Star Struck by Pamela Anderson

It was never my intention to start my review with a refusal to consider the writer’s most basic claim about her work. But, Miss Anderson, this is not fiction. To consider Star Struck a work of fiction would be to debase the entire genre into a cowardly practice of fibbed-up memoirs, narcissism with the thin drop cloth of changed names and a few crumbs tossed in for diversion rather than from imagination.

Star Struck follows the life of Star Wood Leigh, a gorgeous women with a jealous rock and roll husband that she married after a bender in which he wakes up hogtied in a hotel bed. She works on a show about lifeguards that rather suspiciously resembles Baywatch while also working on a movie that sounds a lot like Barb Wire. Her extremely jealous and tatted up hard rock hubby, Jimi Deed, with a penis that could make a loaf of Wonder Bread envious, sounds ever so slightly like Tommy Lee. The public of this work of “fiction” even gets hold of their vacation sex tape. This novel feels like a homework assignment from a bad Hollywood therapist. “Imagine yourself as the protagonist in your own life and take notes with a pen that has a huge heart eraser and writes in four neon colors.” Perhaps because the novel appears so plainly autobiographical, Anderson’s character interrogations run water strider deep; she never punctures the surface of her own printed life.

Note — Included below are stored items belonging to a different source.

use super::profiling::setup_logging_and_profiling;
use crate::settings::{Settings, SettingsError};
use geo::Coord;
use std::process::ExitCode;
use trail_planner_lib::{
    CoordinateGeocoder, GeocodeError, Geocoder, GpxDirectory, PlannerError, RouteSolution,
    TrailNetwork, export,
};

#[derive(thiserror::Error, Debug)]
enum AppError {
    #[error(transparent)]
    Settings(#[from] SettingsError),

    #[error(transparent)]
    Geocode(#[from] GeocodeError),

    #[error(transparent)]
    Planner(#[from] PlannerError),
}

impl AppError {
    fn exit_code(&self) -> ExitCode {
        match self {
            AppError::Settings(_) | AppError::Geocode(_) => ExitCode::from(2),
            AppError::Planner(e) if e.is_infeasible() => ExitCode::from(3),
            AppError::Planner(_) => ExitCode::FAILURE,
        }
    }
}

fn log_version_info() {
    tracing::info!(
        "{} v{} ({})",
        env!("CARGO_PKG_NAME"),
        env!("CARGO_PKG_VERSION"),
        if cfg!(debug_assertions) { "debug" } else { "release" }
    );
}

/// Load, build, optimize and export according to `settings`
#[cfg_attr(feature = "profiling", profiling::function)]
fn plan(settings: &Settings) -> Result<RouteSolution, AppError> {
    settings.validate()?;
    let config = settings.config()?;

    let source = GpxDirectory::new(&settings.tracks_dir);
    let mut network = TrailNetwork::load(&source, config)?;

    if let (Some(location), Some(radius_km)) = (&settings.location, settings.radius_km) {
        let (lat, lon) = CoordinateGeocoder.resolve_location(location)?;
        let removed = network.retain_within(Coord { x: lon, y: lat }, radius_km);
        tracing::info!(
            "Kept {} tracks within {} km of ({}, {}), dropped {}",
            network.tracks().len(),
            radius_km,
            lat,
            lon,
            removed
        );
    }

    network.build();
    let mut optimizer = network.optimizer();
    let solution = optimizer.solve(settings.query())?.clone().into_result()?;
    tracing::info!(
        "Route: {} paths, {:.2} km (window {}-{} km)",
        solution.selected_edges().len(),
        solution.total_distance(),
        settings.min_km,
        settings.max_km
    );

    let name = settings
        .output
        .file_stem()
        .and_then(|stem| stem.to_str())
        .unwrap_or("route");
    export::save_gpx(&solution, name, &settings.output)?;
    Ok(solution)
}

/// Native entry point
pub fn native_main() -> ExitCode {
    let _guard = setup_logging_and_profiling();
    log_version_info();

    let settings = Settings::from_cli();
    match plan(&settings) {
        Ok(_) => ExitCode::SUCCESS,
        Err(e) => {
            tracing::error!("{}", e);
            e.exit_code()
        }
    }
}
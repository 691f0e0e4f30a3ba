use crate::entrypoints::cli::{get_env, parse_args};
use clap::Parser;
use std::path::PathBuf;
use std::time::Duration;
use trail_planner_lib::{Config, RouteQuery};

/// Environment fallback for `--time-limit-secs`
pub const TIME_LIMIT_ENV: &str = "TRAIL_PLANNER_TIME_LIMIT_SECS";

#[derive(thiserror::Error, Debug)]
pub enum SettingsError {
    #[error("Invalid arguments: {0}")]
    Invalid(String),

    #[error("Cannot read config file {path}: {source}")]
    ConfigIo {
        path: PathBuf,
        source: std::io::Error,
    },

    #[error("Cannot parse config file {path}: {source}")]
    ConfigParse {
        path: PathBuf,
        source: serde_json::Error,
    },
}

#[derive(Parser, Debug, Clone)]
#[clap(author, version, about, long_about = None)]
/// Trail Planner - Build a trail graph from GPX tracks and plan the longest route within a distance window
pub struct Settings {
    /// Directory containing the .gpx recordings to load
    #[clap(short, long, value_name = "DIR")]
    pub tracks_dir: PathBuf,

    /// Center of the search area as "lat,lon" (requires --radius-km)
    #[clap(short, long, requires = "radius_km")]
    pub location: Option<String>,

    /// Only keep tracks with a point within this many km of --location
    #[clap(short, long)]
    pub radius_km: Option<f64>,

    /// Minimum route length in km
    #[clap(long, default_value = "0")]
    pub min_km: f64,

    /// Maximum route length in km
    #[clap(long, default_value = "30")]
    pub max_km: f64,

    /// Maximum number of disconnected trail systems the route may use
    #[clap(short, long, default_value = "1")]
    pub unique_starts: usize,

    /// Solver time limit in seconds (falls back to TRAIL_PLANNER_TIME_LIMIT_SECS)
    #[clap(long)]
    pub time_limit_secs: Option<u64>,

    /// Maximum gap in km between two tracks for them to be connected
    #[clap(long)]
    pub intersection_tolerance_km: Option<f64>,

    /// Where to write the planned route
    #[clap(short, long, value_name = "FILE", default_value = "route.gpx")]
    pub output: PathBuf,

    /// JSON file with planner configuration (flags take precedence)
    #[clap(short, long, value_name = "FILE")]
    pub config: Option<PathBuf>,
}

impl Settings {
    /// Parse the process arguments, exiting with usage on failure
    pub fn from_cli() -> Self {
        match parse_args::<Settings>() {
            Ok(args) => args,
            Err(e) => e.exit(),
        }
    }

    /// Check value ranges clap cannot express
    pub fn validate(&self) -> Result<(), SettingsError> {
        if !self.min_km.is_finite() || !self.max_km.is_finite() {
            return Err(SettingsError::Invalid(
                "--min-km and --max-km must be finite".to_string(),
            ));
        }
        if self.min_km < 0.0 {
            return Err(SettingsError::Invalid(format!(
                "--min-km must not be negative, got {}",
                self.min_km
            )));
        }
        if self.min_km > self.max_km {
            return Err(SettingsError::Invalid(format!(
                "--min-km ({}) is greater than --max-km ({})",
                self.min_km, self.max_km
            )));
        }
        if self.unique_starts < 1 {
            return Err(SettingsError::Invalid(
                "--unique-starts must be at least 1".to_string(),
            ));
        }
        if let Some(radius) = self.radius_km {
            if !(radius > 0.0 && radius.is_finite()) {
                return Err(SettingsError::Invalid(format!(
                    "--radius-km must be positive, got {}",
                    radius
                )));
            }
        }
        if let Some(tolerance) = self.intersection_tolerance_km {
            if !(tolerance >= 0.0 && tolerance.is_finite()) {
                return Err(SettingsError::Invalid(format!(
                    "--intersection-tolerance-km must not be negative, got {}",
                    tolerance
                )));
            }
        }
        Ok(())
    }

    /// Planner configuration: the JSON file (or defaults) with flag overrides applied
    pub fn config(&self) -> Result<Config, SettingsError> {
        let mut config = match &self.config {
            Some(path) => {
                let text =
                    std::fs::read_to_string(path).map_err(|source| SettingsError::ConfigIo {
                        path: path.clone(),
                        source,
                    })?;
                serde_json::from_str(&text).map_err(|source| SettingsError::ConfigParse {
                    path: path.clone(),
                    source,
                })?
            }
            None => Config::default(),
        };
        if let Some(tolerance) = self.intersection_tolerance_km {
            config.intersection_tolerance_km = tolerance;
        }
        if let Some(secs) = self.time_limit_secs.or_else(|| get_env(TIME_LIMIT_ENV)) {
            config.solver_time_limit = Some(Duration::from_secs(secs));
        }
        Ok(config)
    }

    pub fn query(&self) -> RouteQuery {
        RouteQuery::new(self.min_km, self.max_km).with_unique_starts(self.unique_starts)
    }
}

There’s something subtly depressive about the laundry list way that Anderson catalogs Star’s life as if afflicted with something like the tit job version of ennui. If the effect is intentional, then it’s brilliant in that Bret Easton Ellis kind of way. Anderson’s prose absorbs the world in inch-deep gulps. The reader gets little atmospheric feel for the non-descript hotels, resorts, or the picaresque beauty of the boat trip she takes with her rock star husband where they bone each other repeatedly as if some outside force keeps dropping quarters in. Kill paparazzi. Dump daiquiris on pussy. Suck dick. Get part in movie. Suck on that massive meat again. Oh yeah, did I mention that there’s a murder in the book, a device that’s dropped in the way you might lose your keys getting out of a cab. There may in fact be multiple murders since, from time to time, boyfriend Jimi will drop sturdy garbage bags in a lake or swamp, with some ominous comment, but like most of the events in the novel, it’s de-contextualized, plotted out like an interrupted cell phone conversation, a style that would be impressionistic if intentional. As it stands, it’s just sloppy and flippant, a few non-contiguous diary sections merged with all the delicacy of a crash-test dummy landing on a hood.

Even the emotional peaks of the book lack significant interiors. Star’s mother dies and we’re left with: “The tears came as soon as her mom was out of sight. Once she felt she didn’t need to be strong for her mother, Star collapsed onto the cold tile outside the OR doors.” This might have meant more if her mother hadn’t just popped in for a quick bit of death or if this moment of existential agony didn’t read like soap opera stage directions. A few brisk pages later and we’re at another coke party or in her make-up trailer with a couple of gay men explaining to her how to take a dick in her ass in order to please her boyfriend. The result? “Star got a diamond necklace a week later. Maybe it was just a coincidence.” That’s right, ladies, open your barkers for jewelry. The most densely emotional moment in the book comes from the death of her pooch Mutley, a loss that leaves her insane with grief, speechless, and inconsolable, so much so that only quoting Auden can possibly capture the enormity of her desolation. I guess Mom should have learned how to fetch.

God forbid that I give you anymore “plot” spoilers, but those murders opaquely drizzled in several blowjobs back figure into the jolting, out-of-mood, and out-of-sync ending. I think we’re supposed to love both our main characters, but the way in which they commit murder like it’s as easy as removing an umbrella from a cocktail makes the novel feel suffused with accidental psychosis. Even as a paparazzi-slaughtering regurgitation of American Psycho this novel offers no satirical weight, no adventurous or humorous prose, not even the easy breezy insignificance of a throwaway beach read. Reading Star Struck feels like losing massive amounts of blood; you’re exhausted and barely have the energy to follow the vaporous characters and their verb-list lives.

I have no special animus for Pamela Anderson, nothing like the critical way in which I like to hunt Paris Hilton for the good eatin’ of barrel-shot fish. She seems, in the presentation of herself as a celebrity persona, to be kind and well intentioned, concerned for the plight of animals in a way that doesn’t seem remotely posed. But neither trait necessarily makes for fine writing nor a good read. The fact that Star Struck so transparently transposes the whole of her life (along with a few flecked on murders) into bleached prose, makes it all that much more of a lost opportunity. I have no doubt that being famous and beautiful isn’t what it must appear from the outside, but rather than decimate that illusion or plumb the depths of her toxic relationship with the bad-boy rocker, Anderson merely holds a compact mirror up to her Hollywood experience, missing much of the greater expanse, a reflection without input, a peephole into a flat-surfaced swatch of barren world.